For the last five days I’ve experienced one of these milestones when I entered in to chastity for the first time. I bought a device and took the bold step to have it delivered to the office. I didn’t have a plan as such but having read about the devices and the role they play I decided to invest.
Around the same time I’d been engaging in some virtual chit chat with a likeminded soul online and before I knew it I was fastening the device on and locking my boys bits up in a small steel cage. The feeling at the time is difficult to explain. It was excitement coupled with serious trepidation. I knew I had the key but I’d swore a vow to my long distance key holder that she would have control of its removal, medical emergencies aside. I sealed the keys in an envelope and sent her a picture. This was different in the fact that there was no instant reward or outcome. She went about her day to day life perhaps with little regard for my chastised parts. My chastity was an afterthought for her, an amusement perhaps, whilst for me it was my 24/7.
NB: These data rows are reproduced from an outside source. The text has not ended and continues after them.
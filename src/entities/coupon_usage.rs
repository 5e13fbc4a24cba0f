use chrono::{DateTime, Utc};
use sea_orm::entity::prelude::*;
use serde::{Deserialize, Serialize};
use uuid::Uuid;

/// One redemption of a coupon; (coupon_id, order_id) is unique
#[derive(Clone, Debug, PartialEq, Eq, DeriveEntityModel, Serialize, Deserialize)]
#[sea_orm(table_name = "coupon_usages")]
#[serde(rename_all = "camelCase")]
pub struct Model {
    #[sea_orm(primary_key, auto_increment = false)]
    pub id: Uuid,
    pub coupon_id: Uuid,
    pub order_id: Uuid,
    pub user_id: String,
    pub created_at: DateTime<Utc>,
}

#[derive(Copy, Clone, Debug, EnumIter, DeriveRelation)]
pub enum Relation {
    #[sea_orm(
        belongs_to = "super::coupon::Entity",
        from = "Column::CouponId",
        to = "super::coupon::Column::Id"
    )]
    Coupon,
}

impl Related<super::coupon::Entity> for Entity {
    fn to() -> RelationDef {
        Relation::Coupon.def()
    }
}

impl ActiveModelBehavior for ActiveModel {}
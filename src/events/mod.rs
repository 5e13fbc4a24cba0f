use rust_decimal::Decimal;
use serde::{Deserialize, Serialize};
use tokio::sync::mpsc;
use tracing::{info, warn};
use uuid::Uuid;

/// Handle used by services to publish domain events.
///
/// Delivery is best-effort: the order pipeline never fails because the
/// event channel is full or closed.
#[derive(Debug, Clone)]
pub struct EventSender {
    sender: mpsc::Sender<Event>,
}

impl EventSender {
    /// Creates a new EventSender
    pub fn new(sender: mpsc::Sender<Event>) -> Self {
        Self { sender }
    }

    /// Sends an event asynchronously
    pub async fn send(&self, event: Event) -> Result<(), String> {
        self.sender
            .send(event)
            .await
            .map_err(|e| format!("Failed to send event: {}", e))
    }

    /// Sends an event, logging instead of failing when the channel is gone
    pub async fn send_or_log(&self, event: Event) {
        if let Err(e) = self.send(event).await {
            warn!("{}", e);
        }
    }
}

// Domain events emitted by the checkout pipeline.
#[derive(Debug, Clone, Serialize, Deserialize, PartialEq)]
pub enum Event {
    CartUpdated(Uuid),
    CartCleared(Uuid),

    OrderCreated {
        order_id: Uuid,
        order_number: String,
        user_id: String,
        total_amount: Decimal,
    },
    OrderStatusChanged {
        order_id: Uuid,
        old_status: String,
        new_status: String,
    },
    OrderCancelled {
        order_id: Uuid,
        reason: Option<String>,
    },

    PaymentInitialized {
        order_id: Uuid,
        reference: String,
    },
    PaymentSucceeded {
        order_id: Uuid,
        reference: String,
        amount: Decimal,
    },
    PaymentFailed {
        order_id: Uuid,
        reference: String,
        reason: String,
    },

    StockAdjusted {
        product_id: Uuid,
        size: Option<String>,
        delta: i32,
    },
    CouponRedeemed {
        coupon_id: Uuid,
        order_id: Uuid,
    },
}

impl Event {
    /// Stable name used for logs and metrics labels
    pub fn name(&self) -> &'static str {
        match self {
            Event::CartUpdated(_) => "cart_updated",
            Event::CartCleared(_) => "cart_cleared",
            Event::OrderCreated { .. } => "order_created",
            Event::OrderStatusChanged { .. } => "order_status_changed",
            Event::OrderCancelled { .. } => "order_cancelled",
            Event::PaymentInitialized { .. } => "payment_initialized",
            Event::PaymentSucceeded { .. } => "payment_succeeded",
            Event::PaymentFailed { .. } => "payment_failed",
            Event::StockAdjusted { .. } => "stock_adjusted",
            Event::CouponRedeemed { .. } => "coupon_redeemed",
        }
    }

    /// Events that customers get a notification for
    pub fn is_customer_facing(&self) -> bool {
        matches!(
            self,
            Event::OrderCreated { .. }
                | Event::OrderStatusChanged { .. }
                | Event::OrderCancelled { .. }
                | Event::PaymentSucceeded { .. }
        )
    }
}

/// Drains the event channel. Notification delivery (email) lives outside
/// this service; the consumer records what would be sent.
pub async fn process_events(mut rx: mpsc::Receiver<Event>) {
    info!("Starting event processing loop");

    while let Some(event) = rx.recv().await {
        metrics::counter!("storefront.events", 1, "event" => event.name());

        match &event {
            Event::OrderCreated {
                order_id,
                order_number,
                user_id,
                total_amount,
            } => {
                info!(
                    %order_id,
                    %order_number,
                    %user_id,
                    %total_amount,
                    "order created; queueing confirmation notification"
                );
            }
            Event::PaymentFailed {
                order_id,
                reference,
                reason,
            } => {
                warn!(%order_id, %reference, %reason, "payment failed");
            }
            other if other.is_customer_facing() => {
                info!(event = other.name(), payload = ?other, "queueing customer notification");
            }
            other => {
                info!(event = other.name(), payload = ?other, "event processed");
            }
        }
    }

    info!("Event channel closed; stopping event processing loop");
}

#[cfg(test)]
mod tests {
    use super::*;

    #[tokio::test]
    async fn send_or_log_tolerates_closed_channel() {
        let (tx, rx) = mpsc::channel(1);
        drop(rx);
        let sender = EventSender::new(tx);
        sender.send_or_log(Event::CartCleared(Uuid::new_v4())).await;
        assert!(sender.send(Event::CartCleared(Uuid::new_v4())).await.is_err());
    }

    #[tokio::test]
    async fn events_reach_the_receiver() {
        let (tx, mut rx) = mpsc::channel(4);
        let sender = EventSender::new(tx);
        let order_id = Uuid::new_v4();
        sender
            .send_or_log(Event::OrderCancelled {
                order_id,
                reason: None,
            })
            .await;
        let received = rx.recv().await.unwrap();
        assert_eq!(received.name(), "order_cancelled");
        assert!(received.is_customer_facing());
    }
}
Simple things like using public toilets became more complex. Corner urinals or cubicles were needed. I couldn’t play with myself either, which sounds obvious as the aim but made me realise how many times I reach down there.
72 hours passed and we spoke about my progress. She deliberately got me excited to literally push the boundary of my cage. It hurt. I yelped. She laughed.
Two more days passed and I half heatedly asked to take it off. I wasn’t desperate but it was becoming hard work. Permission was refused. I could have taken it off anyway and she’d be none the wiser but that’s not what this is about. I was learning that instant gratification or immediate release don’t always fit with submission.
Another night passed and I failed in a task. I let real life get in the way and didn’t prioritise what was asked of me. I expect there will be a price to pay.
So here I am, six days on, still locked up and unsure what lies ahead. I’m learning very quickly.